Lower Extremity Experts
A Doctor of Podiatric Medicine (DPM) is to the foot what a dentist is to the mouth, or an ophthalmologist to the eye – a doctor specializing in the prevention, diagnosis and treatment of foot disorders resulting from injury or disease.
Podiatry or podiatric medicine is a branch of medicine devoted to the study of diagnosis, medical and surgical treatment of disorders of the foot, ankle, and lower extremity.
A DPM makes independent judgments, prescribes medications and performs surgery. The human foot has a complex interrelation with the rest of the body which means that it may be the first area to show signs of serious conditions such as diabetes and cardiovascular disease. Since the podiatric physician is often the first to detect symptoms of these disorders, he or she becomes a vital and sometimes lifesaving link in the health care team.
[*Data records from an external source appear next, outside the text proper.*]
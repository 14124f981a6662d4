//! Materialized composite values.
//!
//! [`Record`] is an owned, ordered list of [`Field`]s: the result of fully
//! consuming a [`Parser`](crate::Parser), or the input handed to the serializer.
//!
//! ## Examples
//!
//! ```rust
//! use pg_composite::{Field, Record};
//!
//! let record: Record = r#"(42,,"x y")"#.parse().unwrap();
//! assert_eq!(record.len(), 3);
//! assert_eq!(record.get(0).and_then(Field::as_str), Some("42"));
//! assert!(record.get(1).map_or(false, Field::is_null));
//! assert_eq!(record.to_literal().unwrap(), r#"(42,,"x y")"#);
//! ```

use crate::{Error, Field, Result};
use serde::{Deserialize, Serialize};
use std::ops::Index;
use std::str::FromStr;

/// An ordered sequence of composite fields.
#[derive(Debug, Clone, PartialEq, Eq, Hash, Default, Serialize, Deserialize)]
#[serde(transparent)]
pub struct Record(Vec<Field>);

impl Record {
    /// Creates an empty `Record`.
    #[must_use]
    pub fn new() -> Self {
        Record(Vec::new())
    }

    #[must_use]
    pub fn with_capacity(capacity: usize) -> Self {
        Record(Vec::with_capacity(capacity))
    }

    /// Appends a field.
    ///
    /// # Examples
    ///
    /// ```rust
    /// use pg_composite::{Field, Record};
    ///
    /// let mut record = Record::new();
    /// record.push("a");
    /// record.push(Field::Null);
    /// assert_eq!(record.to_literal().unwrap(), "(a,)");
    /// ```
    pub fn push(&mut self, field: impl Into<Field>) {
        self.0.push(field.into());
    }

    #[must_use]
    pub fn get(&self, index: usize) -> Option<&Field> {
        self.0.get(index)
    }

    #[must_use]
    pub fn len(&self) -> usize {
        self.0.len()
    }

    #[must_use]
    pub fn is_empty(&self) -> bool {
        self.0.is_empty()
    }

    pub fn iter(&self) -> std::slice::Iter<'_, Field> {
        self.0.iter()
    }

    #[must_use]
    pub fn as_slice(&self) -> &[Field] {
        &self.0
    }

    #[must_use]
    pub fn into_inner(self) -> Vec<Field> {
        self.0
    }

    /// Serializes this record with the strict empty policy.
    ///
    /// # Errors
    ///
    /// Returns [`Error::EmptyInput`] if the record has no fields.
    pub fn to_literal(&self) -> Result<String> {
        crate::serialize(self.iter())
    }
}

impl FromStr for Record {
    type Err = Error;

    /// Parses a whole literal, failing on the first malformed construct.
    fn from_str(s: &str) -> Result<Self> {
        crate::parse(s).collect()
    }
}

impl Index<usize> for Record {
    type Output = Field;

    fn index(&self, index: usize) -> &Field {
        &self.0[index]
    }
}

impl From<Vec<Field>> for Record {
    fn from(fields: Vec<Field>) -> Self {
        Record(fields)
    }
}

impl From<Record> for Vec<Field> {
    fn from(record: Record) -> Self {
        record.0
    }
}

impl IntoIterator for Record {
    type Item = Field;
    type IntoIter = std::vec::IntoIter<Field>;

    fn into_iter(self) -> Self::IntoIter {
        self.0.into_iter()
    }
}

impl<'a> IntoIterator for &'a Record {
    type Item = &'a Field;
    type IntoIter = std::slice::Iter<'a, Field>;

    fn into_iter(self) -> Self::IntoIter {
        self.0.iter()
    }
}

impl<F: Into<Field>> FromIterator<F> for Record {
    fn from_iter<T: IntoIterator<Item = F>>(iter: T) -> Self {
        Record(iter.into_iter().map(Into::into).collect())
    }
}

#[cfg(test)]
mod tests {
    use super::*;

    #[test]
    fn test_from_str_reports_first_error() {
        let err = "(1,\"oops)".parse::<Record>().unwrap_err();
        assert!(err.is_format());
    }

    #[test]
    fn test_empty_record_does_not_serialize() {
        assert_eq!(Record::new().to_literal(), Err(Error::EmptyInput));
    }

    #[test]
    fn test_collect_from_options() {
        let record: Record = vec![Some("a"), None].into_iter().collect();
        assert_eq!(record[0], Field::from("a"));
        assert_eq!(record[1], Field::Null);
    }

    #[test]
    fn test_serde_transparent() {
        let record: Record = "(a,,\"\")".parse().unwrap();
        let json = serde_json::to_string(&record).unwrap();
        assert_eq!(json, r#"["a",null,""]"#);
        let back: Record = serde_json::from_str(&json).unwrap();
        assert_eq!(back, record);
    }
}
With up to 10 years or more of advanced training* in the study of the lower limb, Doctors of Podiatric Medicine are among the elite specialists in caring for your feet and ankles.
A podiatrist, also called a doctor of podiatric medicine, is a specialist who provides medical diagnosis and treatment of foot and ankle problems, such as bunions, heel pain, spurs, hammertoes, neuromas, ingrown toenails, warts, corns and calluses. A podiatrist also renders care of sprains, fractures, infections, and injuries of the foot, ankle and heel. In addition to undergraduate medical school training, podiatrists also attend graduate school for a doctorate degree in podiatry. Podiatrists are required to take state and national exams, as well as be licensed by the state in which they practice.
According to the American Podiatric Medical Association, there are an estimated 15,000 practicing podiatrists in the United States. Podiatrists are in demand more than ever today because of a rapidly aging population. In addition, according to the association, foot disorders are among the most widespread and neglected health problems affecting people in this country.